//! Thin request/response wrappers over hyper's types, plus the handler
//! seam the server loop drives.

use async_trait::async_trait;
use bytes::Bytes;
use http::header::{CONTENT_TYPE, HeaderMap, HeaderValue, LOCATION};
use http::{Method, StatusCode};
use http_body_util::Full;

use crate::error::IsorenderError;

/// An inbound HTTP request, reduced to what the SSR pipeline needs.
#[derive(Debug, Clone)]
pub struct Request {
	/// Request method.
	pub method: Method,
	/// Path component of the URI.
	pub path: String,
	/// Raw query string, if any.
	pub query: Option<String>,
	/// Request headers.
	pub headers: HeaderMap,
}

impl Request {
	/// Creates a GET request for the given path. Mostly for tests.
	pub fn get(path: impl Into<String>) -> Self {
		Self {
			method: Method::GET,
			path: path.into(),
			query: None,
			headers: HeaderMap::new(),
		}
	}

	/// Path plus query string, as the upstream proxy needs it.
	pub fn path_and_query(&self) -> String {
		match &self.query {
			Some(query) => format!("{}?{}", self.path, query),
			None => self.path.clone(),
		}
	}
}

/// An outbound HTTP response.
#[derive(Debug)]
pub struct Response {
	/// Status code.
	pub status: StatusCode,
	/// Response headers.
	pub headers: HeaderMap,
	/// Response body.
	pub body: Bytes,
}

impl Response {
	/// Creates an empty response with the given status.
	pub fn new(status: StatusCode) -> Self {
		Self {
			status,
			headers: HeaderMap::new(),
			body: Bytes::new(),
		}
	}

	/// 200 with an HTML body.
	pub fn html(body: impl Into<String>) -> Self {
		Self::new(StatusCode::OK).with_html_body(body)
	}

	/// 404 with an HTML body (the not-found page is still a complete
	/// document).
	pub fn not_found_html(body: impl Into<String>) -> Self {
		Self::new(StatusCode::NOT_FOUND).with_html_body(body)
	}

	/// Redirect with a `Location` header. Permanent maps to 301.
	pub fn redirect(url: &str, permanent: bool) -> Self {
		let status = if permanent {
			StatusCode::MOVED_PERMANENTLY
		} else {
			StatusCode::FOUND
		};
		let mut response = Self::new(status);
		if let Ok(value) = HeaderValue::from_str(url) {
			response.headers.insert(LOCATION, value);
		}
		response
	}

	/// 500 with a generic error page.
	pub fn internal_error() -> Self {
		Self::new(StatusCode::INTERNAL_SERVER_ERROR)
			.with_html_body("<!DOCTYPE html><html><body><h1>Internal Server Error</h1></body></html>")
	}

	/// Sets the body and `text/html` content type.
	pub fn with_html_body(mut self, body: impl Into<String>) -> Self {
		self.headers.insert(
			CONTENT_TYPE,
			HeaderValue::from_static("text/html; charset=utf-8"),
		);
		self.body = Bytes::from(body.into());
		self
	}

	/// Sets a raw body with the given content type.
	pub fn with_body(mut self, body: Bytes, content_type: &str) -> Self {
		if let Ok(value) = HeaderValue::from_str(content_type) {
			self.headers.insert(CONTENT_TYPE, value);
		}
		self.body = body;
		self
	}

	/// Converts into a hyper response.
	pub fn into_hyper(self) -> hyper::Response<Full<Bytes>> {
		let mut builder = hyper::Response::builder().status(self.status);
		if let Some(headers) = builder.headers_mut() {
			*headers = self.headers;
		}
		builder
			.body(Full::new(self.body))
			.unwrap_or_else(|_| hyper::Response::new(Full::new(Bytes::new())))
	}

	/// Body as UTF-8, for assertions.
	pub fn body_string(&self) -> String {
		String::from_utf8_lossy(&self.body).into_owned()
	}
}

/// The request-handling seam driven by the server loop.
#[async_trait]
pub trait Handler: Send + Sync {
	/// Handles one request.
	async fn handle(&self, request: Request) -> Result<Response, IsorenderError>;
}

## Activity
Leave out every line before the one containing "async fn handle(&self, request: Request)"; set down that line and all remaining lines of the material exactly.

## Your response
	async fn handle(&self, request: Request) -> Result<Response, IsorenderError>;
}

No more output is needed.